** Task **
A faithful, complete copy of the records is required.

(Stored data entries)
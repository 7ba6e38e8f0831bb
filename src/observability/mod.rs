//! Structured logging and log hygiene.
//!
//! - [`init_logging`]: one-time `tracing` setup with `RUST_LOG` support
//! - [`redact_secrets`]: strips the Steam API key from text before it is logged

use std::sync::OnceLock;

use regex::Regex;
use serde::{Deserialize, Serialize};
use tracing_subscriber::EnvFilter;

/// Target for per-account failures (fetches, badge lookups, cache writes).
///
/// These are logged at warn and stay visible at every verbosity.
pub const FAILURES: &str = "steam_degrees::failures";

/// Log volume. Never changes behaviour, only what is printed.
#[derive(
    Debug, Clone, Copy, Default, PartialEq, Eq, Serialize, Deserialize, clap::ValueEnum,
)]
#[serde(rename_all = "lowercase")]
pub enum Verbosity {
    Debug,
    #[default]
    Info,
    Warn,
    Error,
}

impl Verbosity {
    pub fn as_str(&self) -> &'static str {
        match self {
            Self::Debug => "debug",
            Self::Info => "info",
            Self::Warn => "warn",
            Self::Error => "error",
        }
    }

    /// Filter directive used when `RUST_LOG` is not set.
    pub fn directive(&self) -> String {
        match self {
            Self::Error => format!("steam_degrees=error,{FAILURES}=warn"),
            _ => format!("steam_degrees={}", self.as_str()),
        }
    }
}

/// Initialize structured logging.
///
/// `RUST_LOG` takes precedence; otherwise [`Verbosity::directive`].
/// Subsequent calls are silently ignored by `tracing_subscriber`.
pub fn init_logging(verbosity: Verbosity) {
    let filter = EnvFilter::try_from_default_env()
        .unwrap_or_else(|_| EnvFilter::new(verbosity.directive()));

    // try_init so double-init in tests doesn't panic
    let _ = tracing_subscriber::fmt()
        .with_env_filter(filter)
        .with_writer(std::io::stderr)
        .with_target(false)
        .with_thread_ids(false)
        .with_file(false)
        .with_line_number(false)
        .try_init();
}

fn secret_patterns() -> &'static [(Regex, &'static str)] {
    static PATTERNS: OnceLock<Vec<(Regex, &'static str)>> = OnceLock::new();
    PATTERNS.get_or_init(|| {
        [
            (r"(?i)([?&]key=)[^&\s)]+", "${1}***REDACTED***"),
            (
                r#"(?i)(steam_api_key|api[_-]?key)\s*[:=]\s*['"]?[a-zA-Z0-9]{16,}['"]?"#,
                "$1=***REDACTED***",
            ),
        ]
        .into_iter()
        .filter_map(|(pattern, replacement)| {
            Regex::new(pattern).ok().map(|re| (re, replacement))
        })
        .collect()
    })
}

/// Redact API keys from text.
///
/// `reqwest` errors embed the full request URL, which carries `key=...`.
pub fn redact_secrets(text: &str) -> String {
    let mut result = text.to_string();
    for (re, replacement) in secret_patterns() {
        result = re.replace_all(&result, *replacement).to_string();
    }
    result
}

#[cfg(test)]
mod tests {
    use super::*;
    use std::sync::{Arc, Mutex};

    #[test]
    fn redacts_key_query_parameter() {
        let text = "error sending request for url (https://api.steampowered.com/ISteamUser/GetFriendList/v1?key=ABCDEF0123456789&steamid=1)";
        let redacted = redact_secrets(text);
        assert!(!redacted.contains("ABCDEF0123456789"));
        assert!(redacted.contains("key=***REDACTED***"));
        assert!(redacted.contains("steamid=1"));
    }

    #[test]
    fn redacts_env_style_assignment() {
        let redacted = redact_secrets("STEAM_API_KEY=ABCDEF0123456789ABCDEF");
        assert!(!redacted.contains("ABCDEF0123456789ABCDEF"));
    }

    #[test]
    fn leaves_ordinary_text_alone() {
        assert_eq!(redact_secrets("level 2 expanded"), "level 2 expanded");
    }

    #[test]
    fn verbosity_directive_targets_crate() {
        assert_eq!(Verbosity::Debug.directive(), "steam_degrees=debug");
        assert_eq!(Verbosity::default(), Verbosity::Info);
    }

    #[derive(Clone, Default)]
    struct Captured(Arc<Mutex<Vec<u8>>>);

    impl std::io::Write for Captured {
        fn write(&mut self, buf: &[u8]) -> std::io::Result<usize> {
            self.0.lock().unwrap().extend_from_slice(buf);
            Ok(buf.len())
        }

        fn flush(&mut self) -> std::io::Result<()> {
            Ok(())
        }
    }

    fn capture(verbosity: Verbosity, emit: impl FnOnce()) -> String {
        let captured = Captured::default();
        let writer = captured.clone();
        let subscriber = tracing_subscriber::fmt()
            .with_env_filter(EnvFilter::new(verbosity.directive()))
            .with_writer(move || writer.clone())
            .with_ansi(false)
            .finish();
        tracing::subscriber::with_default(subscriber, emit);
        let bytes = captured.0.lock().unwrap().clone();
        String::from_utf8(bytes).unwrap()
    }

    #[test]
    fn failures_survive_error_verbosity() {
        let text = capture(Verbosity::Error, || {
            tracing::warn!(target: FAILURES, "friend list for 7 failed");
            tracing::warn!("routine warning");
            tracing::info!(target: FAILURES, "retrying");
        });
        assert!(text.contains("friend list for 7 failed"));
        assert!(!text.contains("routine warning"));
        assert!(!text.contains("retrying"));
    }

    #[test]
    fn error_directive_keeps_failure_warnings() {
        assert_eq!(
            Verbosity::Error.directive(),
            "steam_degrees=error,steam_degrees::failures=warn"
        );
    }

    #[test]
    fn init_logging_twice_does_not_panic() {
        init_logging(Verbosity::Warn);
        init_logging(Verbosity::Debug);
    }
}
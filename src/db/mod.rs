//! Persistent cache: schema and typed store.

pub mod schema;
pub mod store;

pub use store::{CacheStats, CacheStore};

** Answer to this exercise **
repository 7ba6e38e8f0831bb
filename src/observability/mod.rs
//! Structured logging and log hygiene.
//!
//! - [`init_logging`]: one-time `tracing` setup with `RUST_LOG` support
//! - [`redact_secrets`]: strips the Steam API key from text before it is logged

use std::sync::OnceLock;

use regex::Regex;
use serde::{Deserialize, Serialize};
use tracing_subscriber::EnvFilter;

/// Target for per-account failures (fetches, badge lookups, cache writes).
///
/// These are logged at warn and stay visible at every verbosity.
pub const FAILURES: &str = "steam_degrees::failures";

/// Log volume. Never changes behaviour, only what is printed.
#[derive(
    Debug, Clone, Copy, Default, PartialEq, Eq, Serialize, Deserialize, clap::ValueEnum,
)]
#[serde(rename_all = "lowercase")]
pub enum Verbosity {
    Debug,
    #[default]
    Info,
    Warn,
    Error,
}

impl Verbosity {
    pub fn as_str(&self) -> &'static str {
        match self {
            Self::Debug => "debug",
            Self::Info => "info",
            Self::Warn => "warn",
            Self::Error => "error",
        }
    }

    /// Filter directive used when `RUST_LOG` is not set.
    pub fn directive(&self) -> String {
        match self {
            Self::Error => format!("steam_degrees=error,{FAILURES}=warn"),
            _ => format!("steam_degrees={}", self.as_str()),
        }
    }
}

/// Initialize structured logging.
///
/// `RUST_LOG` takes precedence; otherwise [`Verbosity::directive`].
/// Subsequent calls are silently ignored by `tracing_subscriber`.
pub fn init_logging(verbosity: Verbosity) {
    let filter = EnvFilter::try_from_default_env()
        .unwrap_or_else(|_| EnvFilter::new(verbosity.directive()));

    // try_init so double-init in tests doesn't panic
    let _ = tracing_subscriber::fmt()
        .with_env_filter(filter)
        .with_writer(std::io::stderr)
        .with_target(false)
        .with_thread_ids(false)
        .with_file(false)
        .with_line_number(false)
        .try_init();
}

fn secret_patterns() -> &'static [(Regex, &'static str)] {
    static PATTERNS: OnceLock<Vec<(Regex, &'static str)>> = OnceLock::new();
    PATTERNS.get_or_init(|| {
        [
            (r"(?i)([?&]key=)[^&\s)]+", "${1}***REDACTED***"),
            (
                r#"(?i)(steam_api_key|api[_-]?key)\s*[:=]\s*['"]?[a-zA-Z0-9]{16,}['"]?"#,
                "$1=***REDACTED***",
            ),
        ]
        .into_iter()
        .filter_map(|(pattern, replacement)| {
            Regex::new(pattern).ok().map(|re| (re, replacement))
        })
        .collect()
    })
}

/// Redact API keys from text.
///
/// `reqwest` errors embed the full request URL, which carries `key=...`.
pub fn redact_secrets(text: &str) -> String {
    let mut result = text.to_string();
    for (re, replacement) in secret_patterns() {
        result = re.replace_all(&result, *replacement).to_string();
    }
    result
}

#[cfg(test)]
mod tests {
    use super::*;
    use std::sync::{Arc, Mutex};

    #[test]
    fn redacts_key_query_parameter() {
        let text = "error sending request for url (https://api.steampowered.com/ISteamUser/GetFriendList/v1?key=ABCDEF0123456789&steamid=1)";
        let redacted = redact_secrets(text);
        assert!(!redacted.contains("ABCDEF0123456789"));
        assert!(redacted.contains("key=***REDACTED***"));
        assert!(redacted.contains("steamid=1"));
    }

    #[test]
    fn redacts_env_style_assignment() {
        let redacted = redact_secrets("STEAM_API_KEY=ABCDEF0123456789ABCDEF");
        assert!(!redacted.contains("ABCDEF0123456789ABCDEF"));
    }

    #[test]
    fn leaves_ordinary_text_alone() {
        assert_eq!(redact_secrets("level 2 expanded"), "level 2 expanded");
    }

    #[test]
    fn verbosity_directive_targets_crate() {
        assert_eq!(Verbosity::Debug.directive(), "steam_degrees=debug");
        assert_eq!(Verbosity::default(), Verbosity::Info);
    }

    #[derive(Clone, Default)]
    struct Captured(Arc<Mutex<Vec<u8>>>);

    impl std::io::Write for Captured {
        fn write(&mut self, buf: &[u8]) -> std::io::Result<usize> {
            self.0.lock().unwrap().extend_from_slice(buf);
            Ok(buf.len())
        }

        fn flush(&mut self) -> std::io::Result<()> {
            Ok(())
        }
    }

    fn capture(verbosity: Verbosity, emit: impl FnOnce()) -> String {
        let captured = Captured::default();
        let writer = captured.clone();
        let subscriber = tracing_subscriber::fmt()
            .with_env_filter(EnvFilter::new(verbosity.directive()))
            .with_writer(move || writer.clone())
            .with_ansi(false)
            .finish();
        tracing::subscriber::with_default(subscriber, emit);
        let bytes = captured.0.lock().unwrap().clone();
        String::from_utf8(bytes).unwrap()
    }

    #[test]
    fn failures_survive_error_verbosity() {
        let text = capture(Verbosity::Error, || {
            tracing::warn!(target: FAILURES, "friend list for 7 failed");
            tracing::warn!("routine warning");
            tracing::info!(target: FAILURES, "retrying");
        });
        assert!(text.contains("friend list for 7 failed"));
        assert!(!text.contains("routine warning"));
        assert!(!text.contains("retrying"));
    }

    #[test]
    fn error_directive_keeps_failure_warnings() {
        assert_eq!(
            Verbosity::Error.directive(),
            "steam_degrees=error,steam_degrees::failures=warn"
        );
    }

    #[test]
    fn init_logging_twice_does_not_panic() {
        init_logging(Verbosity::Warn);
        init_logging(Verbosity::Debug);
    }
}
filename src/db/mod.rs
//! Persistent cache: schema and typed store.

pub mod schema;
pub mod store;

pub use store::{CacheStats, CacheStore};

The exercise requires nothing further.